**Brief:**
Each record below is to be output with no change at all.

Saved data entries
- - - -

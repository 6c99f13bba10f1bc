use std::collections::BTreeMap;
use std::sync::Arc;

use super::column::Column;
use super::lookup;
use super::table::RelationRef;
use crate::grammar::CursorSpecification;

/// The named subquery behind a [`DerivedTable`], shared by its columns.
#[derive(Debug, Clone, PartialEq)]
pub struct DerivedSource {
    pub name: String,
    pub query: CursorSpecification,
}

/// A finished SELECT usable as a FROM entry: `(SELECT ...) AS name`.
#[derive(Debug, Clone, PartialEq)]
pub struct DerivedTable {
    source: Arc<DerivedSource>,
    columns: BTreeMap<String, Column>,
}

impl DerivedTable {
    /// Wrap `query` under `name`, exposing its addressable select list items
    /// as columns.
    ///
    /// Columns are keyed by output name, so items that share one (`users.id`
    /// and `articles.id`) expose a single column. Alias one of them to keep
    /// both addressable.
    pub fn new(name: impl Into<String>, query: CursorSpecification) -> Self {
        let names = query.query.body.output_names();
        let source = Arc::new(DerivedSource {
            name: name.into(),
            query,
        });
        let owner = RelationRef::Derived(Arc::clone(&source));
        let columns = names
            .into_iter()
            .map(|n| (n.clone(), Column::new(n, owner.clone())))
            .collect();
        Self { source, columns }
    }

    pub fn name(&self) -> &str {
        &self.source.name
    }

    pub fn query(&self) -> &CursorSpecification {
        &self.source.query
    }

    pub fn c(&self, name: &str) -> Option<&Column> {
        lookup(&self.columns, name)
    }

    pub fn columns_sorted(&self) -> Vec<&Column> {
        self.columns.values().collect()
    }

    pub fn relation(&self) -> RelationRef {
        RelationRef::Derived(Arc::clone(&self.source))
    }
}
//! Schema metadata: tables, columns and derived tables.
//!
//! Columns carry a handle to the relation that owns them so that any
//! expression mentioning a column knows which FROM entry it needs.

mod column;
mod derived;
mod table;

pub use column::Column;
pub use derived::{DerivedSource, DerivedTable};
pub use table::{RelationRef, Table};

use std::collections::BTreeMap;

/// A collection of tables keyed by name.
#[derive(Debug, Clone, Default)]
pub struct Meta {
    tables: BTreeMap<String, Table>,
}

impl Meta {
    pub fn new() -> Self {
        Self::default()
    }

    /// Get or create a table and return it for column registration.
    pub fn add_table(&mut self, name: impl Into<String>) -> &mut Table {
        let name = name.into();
        self.tables
            .entry(name.clone())
            .or_insert_with(|| Table::new(name))
    }

    /// Look up a table, falling back to a case-insensitive match.
    pub fn t(&self, name: &str) -> Option<&Table> {
        lookup(&self.tables, name)
    }

    pub fn tables(&self) -> impl Iterator<Item = &Table> {
        self.tables.values()
    }
}

/// Exact match first, then Unicode case folding.
pub(crate) fn lookup<'a, V>(map: &'a BTreeMap<String, V>, name: &str) -> Option<&'a V> {
    map.get(name).or_else(|| {
        let folded = name.to_lowercase();
        map.iter()
            .find(|(key, _)| key.to_lowercase() == folded)
            .map(|(_, v)| v)
    })
}

#[cfg(test)]
mod tests {
    use super::*;

    #[test]
    fn add_table_is_idempotent() {
        let mut meta = Meta::new();
        meta.add_table("users").add_column("id");
        meta.add_table("users").add_column("name");
        let users = meta.t("users").unwrap();
        assert_eq!(users.columns_sorted().len(), 2);
        assert_eq!(meta.tables().count(), 1);
    }

    #[test]
    fn lookup_folds_case() {
        let mut meta = Meta::new();
        meta.add_table("Users").add_column("Name");
        let users = meta.t("USERS").unwrap();
        assert_eq!(users.name(), "Users");
        assert_eq!(users.c("name").unwrap().name(), "Name");
        assert!(meta.t("posts").is_none());
    }

    #[test]
    fn exact_match_wins_over_folded() {
        let mut meta = Meta::new();
        meta.add_table("a");
        meta.add_table("A");
        assert_eq!(meta.t("A").unwrap().name(), "A");
        assert_eq!(meta.t("a").unwrap().name(), "a");
    }
}
//! SQL-92 grammar nodes.
//!
//! Every statement the builders produce is a tree of these types. Each
//! production is its own Rust type so that a node can only appear where the
//! grammar allows it; the coercion engine in [`crate::coerce`] is what lets
//! callers hand loosely typed operands to the builders.

mod boolean;
mod function;
mod query;
mod referred;
mod statement;
mod value;

pub use boolean::*;
pub use function::*;
pub use query::*;
pub use referred::Referred;
pub use statement::*;
pub use value::*;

- - - -

**Solved problem:**
repository 6c99f13bba10f1bc
use std::collections::BTreeMap;
use std::sync::Arc;

use super::column::Column;
use super::lookup;
use super::table::RelationRef;
use crate::grammar::CursorSpecification;

/// The named subquery behind a [`DerivedTable`], shared by its columns.
#[derive(Debug, Clone, PartialEq)]
pub struct DerivedSource {
    pub name: String,
    pub query: CursorSpecification,
}

/// A finished SELECT usable as a FROM entry: `(SELECT ...) AS name`.
#[derive(Debug, Clone, PartialEq)]
pub struct DerivedTable {
    source: Arc<DerivedSource>,
    columns: BTreeMap<String, Column>,
}

impl DerivedTable {
    /// Wrap `query` under `name`, exposing its addressable select list items
    /// as columns.
    ///
    /// Columns are keyed by output name, so items that share one (`users.id`
    /// and `articles.id`) expose a single column. Alias one of them to keep
    /// both addressable.
    pub fn new(name: impl Into<String>, query: CursorSpecification) -> Self {
        let names = query.query.body.output_names();
        let source = Arc::new(DerivedSource {
            name: name.into(),
            query,
        });
        let owner = RelationRef::Derived(Arc::clone(&source));
        let columns = names
            .into_iter()
            .map(|n| (n.clone(), Column::new(n, owner.clone())))
            .collect();
        Self { source, columns }
    }

    pub fn name(&self) -> &str {
        &self.source.name
    }

    pub fn query(&self) -> &CursorSpecification {
        &self.source.query
    }

    pub fn c(&self, name: &str) -> Option<&Column> {
        lookup(&self.columns, name)
    }

    pub fn columns_sorted(&self) -> Vec<&Column> {
        self.columns.values().collect()
    }

    pub fn relation(&self) -> RelationRef {
        RelationRef::Derived(Arc::clone(&self.source))
    }
}
//! Schema metadata: tables, columns and derived tables.
//!
//! Columns carry a handle to the relation that owns them so that any
//! expression mentioning a column knows which FROM entry it needs.

mod column;
mod derived;
mod table;

pub use column::Column;
pub use derived::{DerivedSource, DerivedTable};
pub use table::{RelationRef, Table};

use std::collections::BTreeMap;

/// A collection of tables keyed by name.
#[derive(Debug, Clone, Default)]
pub struct Meta {
    tables: BTreeMap<String, Table>,
}

impl Meta {
    pub fn new() -> Self {
        Self::default()
    }

    /// Get or create a table and return it for column registration.
    pub fn add_table(&mut self, name: impl Into<String>) -> &mut Table {
        let name = name.into();
        self.tables
            .entry(name.clone())
            .or_insert_with(|| Table::new(name))
    }

    /// Look up a table, falling back to a case-insensitive match.
    pub fn t(&self, name: &str) -> Option<&Table> {
        lookup(&self.tables, name)
    }

    pub fn tables(&self) -> impl Iterator<Item = &Table> {
        self.tables.values()
    }
}

/// Exact match first, then Unicode case folding.
pub(crate) fn lookup<'a, V>(map: &'a BTreeMap<String, V>, name: &str) -> Option<&'a V> {
    map.get(name).or_else(|| {
        let folded = name.to_lowercase();
        map.iter()
            .find(|(key, _)| key.to_lowercase() == folded)
            .map(|(_, v)| v)
    })
}

#[cfg(test)]
mod tests {
    use super::*;

    #[test]
    fn add_table_is_idempotent() {
        let mut meta = Meta::new();
        meta.add_table("users").add_column("id");
        meta.add_table("users").add_column("name");
        let users = meta.t("users").unwrap();
        assert_eq!(users.columns_sorted().len(), 2);
        assert_eq!(meta.tables().count(), 1);
    }

    #[test]
    fn lookup_folds_case() {
        let mut meta = Meta::new();
        meta.add_table("Users").add_column("Name");
        let users = meta.t("USERS").unwrap();
        assert_eq!(users.name(), "Users");
        assert_eq!(users.c("name").unwrap().name(), "Name");
        assert!(meta.t("posts").is_none());
    }

    #[test]
    fn exact_match_wins_over_folded() {
        let mut meta = Meta::new();
        meta.add_table("a");
        meta.add_table("A");
        assert_eq!(meta.t("A").unwrap().name(), "A");
        assert_eq!(meta.t("a").unwrap().name(), "a");
    }
}
//! SQL-92 grammar nodes.
//!
//! Every statement the builders produce is a tree of these types. Each
//! production is its own Rust type so that a node can only appear where the
//! grammar allows it; the coercion engine in [`crate::coerce`] is what lets
//! callers hand loosely typed operands to the builders.

mod boolean;
mod function;
mod query;
mod referred;
mod statement;
mod value;

pub use boolean::*;
pub use function::*;
pub use query::*;
pub use referred::Referred;
pub use statement::*;
pub use value::*;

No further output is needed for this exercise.